## [Task prompt]
One number is the whole answer: the tally of lines in the records below that contain "NodeId".

Saved data entries:
--- START ---

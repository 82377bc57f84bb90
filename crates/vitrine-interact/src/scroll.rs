//! # Paged / drag horizontal scrolling
//!
//! [`ScrollController`] is the single writer of one scroller's offset. It
//! never caches geometry: every decision re-reads a [`ScrollRegion`] through
//! its [`GeometryProbe`], so stale timer callbacks cannot act on old sizes.
//!
//! Offsets change three ways:
//!
//! - `advance(dir)`: one page (`visible_extent`) left or right, animated
//!   through an `AnimatedValue<f32>` that `tick` steps each frame.
//! - `begin_drag` / `drag_to` / `end_drag`: pointer drag, written directly:
//!   `offset = anchor_offset - (pointer - anchor_pointer)`.
//! - the host's own scrolling (wheel, inertia), which the controller only
//!   observes through `on_scroll_settled`.
//!
//! Prev/next visibility is an [`AffordanceState`] held in a `Signal`; it is
//! only written when it actually changes, so observers see no churn.

use std::cell::RefCell;
use std::rc::Rc;

use vitrine_core::{
    AnimatedValue, AnimationSpec, Dispose, NodeId, ScrollRegion, Signal, VisualTree, signal,
};
use web_time::Instant;

use crate::probe::GeometryProbe;

#[derive(Clone, Copy, Debug, PartialEq, Eq)]
pub enum Direction {
    /// Towards offset 0.
    Prev,
    /// Towards the end of the content.
    Next,
}

/// What the prev/next controls may currently offer.
#[derive(Clone, Copy, Debug, Default, PartialEq, Eq)]
pub struct AffordanceState {
    pub can_retreat: bool,
    pub can_advance: bool,
    pub is_scrollable: bool,
}

impl AffordanceState {
    pub fn from_region(r: &ScrollRegion) -> Self {
        // Not laid out yet: keep everything hidden until the next recompute.
        if !r.is_laid_out() {
            return Self::default();
        }
        Self {
            can_retreat: r.current_offset > 0.0,
            can_advance: r.visible_extent + r.current_offset < r.content_extent,
            is_scrollable: r.content_extent > r.visible_extent,
        }
    }

    pub fn allows(&self, dir: Direction) -> bool {
        match dir {
            Direction::Prev => self.can_retreat,
            Direction::Next => self.can_advance,
        }
    }
}

/// One pointer gesture, from pointer-down to pointer-up/leave.
#[derive(Clone, Copy, Debug, PartialEq)]
pub struct DragSession {
    pub anchor_offset: f32,
    pub anchor_pointer: f32,
}

impl DragSession {
    /// Unclamped offset for a pointer at `pointer`.
    pub fn offset_for(&self, pointer: f32) -> f32 {
        self.anchor_offset - (pointer - self.anchor_pointer)
    }
}

/// Result of stepping the scroll animation for one frame.
#[derive(Clone, Copy, Debug, PartialEq, Eq)]
pub enum AnimationFrame {
    /// Nothing in flight; no offset written.
    Idle,
    /// Offset written, more frames needed.
    Running,
    /// Offset written, transition reached its target.
    Finished,
}

impl AnimationFrame {
    pub fn wrote_offset(self) -> bool {
        !matches!(self, AnimationFrame::Idle)
    }
}

pub struct ScrollController {
    tree: Rc<dyn VisualTree>,
    probe: GeometryProbe,
    affordances: Signal<AffordanceState>,
    drag: RefCell<Option<DragSession>>,
    animation: RefCell<Option<AnimatedValue<f32>>>,
    spec: AnimationSpec,
}

impl std::fmt::Debug for ScrollController {
    fn fmt(&self, f: &mut std::fmt::Formatter<'_>) -> std::fmt::Result {
        f.debug_struct("ScrollController")
            .field("node", &self.probe.node())
            .field("affordances", &self.affordances.get())
            .field("drag", &*self.drag.borrow())
            .field("animating", &self.is_animating())
            .finish()
    }
}

impl ScrollController {
    pub fn new(tree: Rc<dyn VisualTree>, node: NodeId, spec: AnimationSpec) -> Self {
        Self {
            probe: GeometryProbe::new(tree.clone(), node),
            tree,
            affordances: signal(AffordanceState::default()),
            drag: RefCell::new(None),
            animation: RefCell::new(None),
            spec,
        }
    }

    pub fn node(&self) -> NodeId {
        self.probe.node()
    }

    pub fn region(&self) -> ScrollRegion {
        self.probe.read()
    }

    pub fn affordances(&self) -> AffordanceState {
        self.affordances.get()
    }

    /// Observe affordance changes. Only real changes are delivered.
    pub fn subscribe(&self, f: impl Fn(&AffordanceState) + 'static) -> Dispose {
        self.affordances.observe(f)
    }

    pub fn observer_count(&self) -> usize {
        self.affordances.subscriber_count()
    }

    /// Re-read geometry and publish the derived state if it changed.
    /// Returns whether observers were notified.
    pub fn recompute_affordances(&self) -> bool {
        let region = self.probe.read();
        let next = AffordanceState::from_region(&region);
        let changed = self.affordances.set_if_changed(next);
        if changed {
            log::debug!(
                "scroller {:?}: affordances -> {:?} ({:?})",
                self.node(),
                next,
                region
            );
        }
        changed
    }

    pub fn on_scroll_settled(&self) -> bool {
        self.recompute_affordances()
    }

    /// Page one viewport width in `dir`. No-op when the matching affordance
    /// is off or the clamped target equals the current offset. Returns
    /// whether a transition was issued.
    pub fn advance(&self, dir: Direction, now: Instant) -> bool {
        if !self.affordances().allows(dir) {
            log::trace!("scroller {:?}: advance {dir:?} disabled", self.node());
            return false;
        }
        let region = self.probe.read();
        let delta = match dir {
            Direction::Prev => -region.visible_extent,
            Direction::Next => region.visible_extent,
        };
        let target = region.clamp_offset(region.current_offset + delta);
        if target == region.current_offset {
            return false;
        }

        if self.spec.is_instant() {
            *self.animation.borrow_mut() = None;
            self.tree.set_scroll_offset(self.node(), target);
        } else {
            let mut anim = AnimatedValue::new(region.current_offset, self.spec);
            anim.set_target(target, now);
            *self.animation.borrow_mut() = Some(anim);
        }
        log::trace!(
            "scroller {:?}: advance {dir:?} {} -> {}",
            self.node(),
            region.current_offset,
            target
        );
        true
    }

    /// Step an in-flight `advance` transition and write its offset.
    pub fn tick(&self, now: Instant) -> AnimationFrame {
        let (value, running) = {
            let mut slot = self.animation.borrow_mut();
            let Some(anim) = slot.as_mut() else {
                return AnimationFrame::Idle;
            };
            let running = anim.update(now);
            let value = *anim.get();
            if !running {
                *slot = None;
            }
            (value, running)
        };
        // Clamp against live geometry: the content may have shrunk mid-flight.
        let off = self.probe.read().clamp_offset(value);
        self.tree.set_scroll_offset(self.node(), off);
        if running {
            AnimationFrame::Running
        } else {
            AnimationFrame::Finished
        }
    }

    pub fn is_animating(&self) -> bool {
        self.animation.borrow().is_some()
    }

    pub fn animation_deadline(&self) -> Option<Instant> {
        self.animation
            .borrow()
            .as_ref()
            .and_then(|a| a.finishes_at())
    }

    /// Open a drag session anchored at the live offset. Cancels any
    /// in-flight page transition.
    pub fn begin_drag(&self, pointer: f32) {
        *self.animation.borrow_mut() = None;
        let session = DragSession {
            anchor_offset: self.probe.read().current_offset,
            anchor_pointer: pointer,
        };
        log::trace!("scroller {:?}: begin drag {session:?}", self.node());
        *self.drag.borrow_mut() = Some(session);
    }

    /// Returns whether an offset was written (i.e. a session is open).
    pub fn drag_to(&self, pointer: f32) -> bool {
        let Some(session) = *self.drag.borrow() else {
            return false;
        };
        let off = self.probe.read().clamp_offset(session.offset_for(pointer));
        self.tree.set_scroll_offset(self.node(), off);
        true
    }

    /// Close the session. A stray end without a session is a no-op.
    pub fn end_drag(&self) -> bool {
        let had = self.drag.borrow_mut().take().is_some();
        if had {
            log::trace!("scroller {:?}: end drag", self.node());
        }
        had
    }

    pub fn is_dragging(&self) -> bool {
        self.drag.borrow().is_some()
    }

    pub fn drag_session(&self) -> Option<DragSession> {
        *self.drag.borrow()
    }

    /// Drop any drag session and transition.
    pub fn cancel(&self) {
        self.drag.borrow_mut().take();
        self.animation.borrow_mut().take();
    }
}

#[cfg(test)]
mod tests {
    use super::*;
    use vitrine_core::headless::HeadlessTree;
    use vitrine_core::{Clock, Easing, ManualClock};
    use web_time::Duration;

    fn setup(
        visible: f32,
        content: f32,
        spec: AnimationSpec,
    ) -> (Rc<HeadlessTree>, ScrollController) {
        let tree = Rc::new(HeadlessTree::new());
        let node = tree.append(tree.root(), false).unwrap();
        tree.set_extents(node, visible, content);
        let ctl = ScrollController::new(tree.clone(), node, spec);
        ctl.recompute_affordances();
        (tree, ctl)
    }

    #[test]
    fn affordances_follow_region() {
        let a = AffordanceState::from_region(&ScrollRegion::new(300.0, 1000.0, 0.0));
        assert_eq!(
            a,
            AffordanceState {
                can_retreat: false,
                can_advance: true,
                is_scrollable: true
            }
        );

        let a = AffordanceState::from_region(&ScrollRegion::new(300.0, 1000.0, 700.0));
        assert!(a.can_retreat && !a.can_advance && a.is_scrollable);

        let a = AffordanceState::from_region(&ScrollRegion::new(300.0, 1000.0, 350.0));
        assert!(a.can_retreat && a.can_advance);
    }

    #[test]
    fn unlaid_out_region_hides_everything() {
        let a = AffordanceState::from_region(&ScrollRegion::new(0.0, 800.0, 0.0));
        assert_eq!(a, AffordanceState::default());
    }

    #[test]
    fn affordance_sweep_matches_definition() {
        for visible in [1.0f32, 50.0, 300.0, 999.0] {
            for content in [0.0f32, 1.0, 300.0, 1000.0] {
                let max = (content - visible).max(0.0);
                for k in 0..=4 {
                    let off = max * k as f32 / 4.0;
                    let r = ScrollRegion::new(visible, content, off);
                    let a = AffordanceState::from_region(&r);
                    assert_eq!(a.can_retreat, off > 0.0);
                    assert_eq!(a.can_advance, visible + off < content);
                    if content <= visible {
                        assert!(!a.is_scrollable && !a.can_retreat && !a.can_advance);
                    }
                }
            }
        }
    }

    #[test]
    fn page_through_with_instant_spec_clamps_at_end() {
        let (tree, ctl) = setup(300.0, 1000.0, AnimationSpec::instant());
        let now = Instant::now();
        let node = ctl.node();

        assert!(ctl.advance(Direction::Next, now));
        assert_eq!(tree.offset(node), 300.0);
        assert!(ctl.advance(Direction::Next, now));
        assert_eq!(tree.offset(node), 600.0);
        assert!(ctl.advance(Direction::Next, now));
        assert_eq!(tree.offset(node), 700.0);

        // cached affordances still say "can advance" until recomputed, but
        // the target is already the current offset
        assert!(!ctl.advance(Direction::Next, now));
        ctl.on_scroll_settled();
        assert!(!ctl.affordances().can_advance);
        assert!(!ctl.advance(Direction::Next, now));
        assert_eq!(tree.offset(node), 700.0);
    }

    #[test]
    fn retreat_never_goes_below_zero() {
        let (tree, ctl) = setup(300.0, 1000.0, AnimationSpec::instant());
        let node = ctl.node();
        tree.set_scroll_offset(node, 450.0);
        ctl.recompute_affordances();

        let now = Instant::now();
        assert!(ctl.advance(Direction::Prev, now));
        assert_eq!(tree.offset(node), 150.0);
        assert!(ctl.advance(Direction::Prev, now));
        assert_eq!(tree.offset(node), 0.0);
        ctl.recompute_affordances();
        assert!(!ctl.advance(Direction::Prev, now));
    }

    #[test]
    fn animated_advance_reaches_target_over_frames() {
        let clock = ManualClock::new();
        let spec = AnimationSpec::tween(Duration::from_millis(200), Easing::Linear);
        let (tree, ctl) = setup(300.0, 1000.0, spec);
        let node = ctl.node();

        assert!(ctl.advance(Direction::Next, clock.now()));
        assert_eq!(tree.offset(node), 0.0);

        clock.advance(Duration::from_millis(100));
        assert_eq!(ctl.tick(clock.now()), AnimationFrame::Running);
        assert!((tree.offset(node) - 150.0).abs() < 0.5);

        clock.advance(Duration::from_millis(100));
        assert_eq!(ctl.tick(clock.now()), AnimationFrame::Finished);
        assert_eq!(tree.offset(node), 300.0);
        assert_eq!(ctl.tick(clock.now()), AnimationFrame::Idle);
    }

    #[test]
    fn drag_is_linear_and_clamped() {
        let (tree, ctl) = setup(300.0, 1000.0, AnimationSpec::instant());
        let node = ctl.node();
        tree.set_scroll_offset(node, 200.0);

        ctl.begin_drag(500.0);
        assert!(ctl.drag_to(450.0));
        assert_eq!(tree.offset(node), 250.0);
        assert!(ctl.drag_to(600.0));
        assert_eq!(tree.offset(node), 100.0);
        assert!(ctl.drag_to(900.0));
        assert_eq!(tree.offset(node), 0.0);
        assert!(ctl.drag_to(-2000.0));
        assert_eq!(tree.offset(node), 700.0);

        assert!(ctl.end_drag());
        assert!(!ctl.drag_to(0.0));
        assert_eq!(tree.offset(node), 700.0);
    }

    #[test]
    fn stray_end_drag_is_noop() {
        let (_tree, ctl) = setup(300.0, 1000.0, AnimationSpec::instant());
        assert!(!ctl.end_drag());
        assert!(!ctl.is_dragging());
    }

    #[test]
    fn begin_drag_cancels_transition() {
        let clock = ManualClock::new();
        let (_tree, ctl) = setup(300.0, 1000.0, AnimationSpec::default());
        assert!(ctl.advance(Direction::Next, clock.now()));
        assert!(ctl.is_animating());
        ctl.begin_drag(10.0);
        assert!(!ctl.is_animating());
        assert_eq!(ctl.tick(clock.now()), AnimationFrame::Idle);
    }

    #[test]
    fn recompute_twice_notifies_once() {
        let (tree, ctl) = setup(300.0, 1000.0, AnimationSpec::instant());
        let hits = Rc::new(std::cell::Cell::new(0));
        let h = hits.clone();
        let _d = ctl.subscribe(move |_| h.set(h.get() + 1));

        tree.set_scroll_offset(ctl.node(), 100.0);
        assert!(ctl.recompute_affordances());
        assert!(!ctl.recompute_affordances());
        assert_eq!(hits.get(), 1);
    }
}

--- END ---

## [Result of the task]
3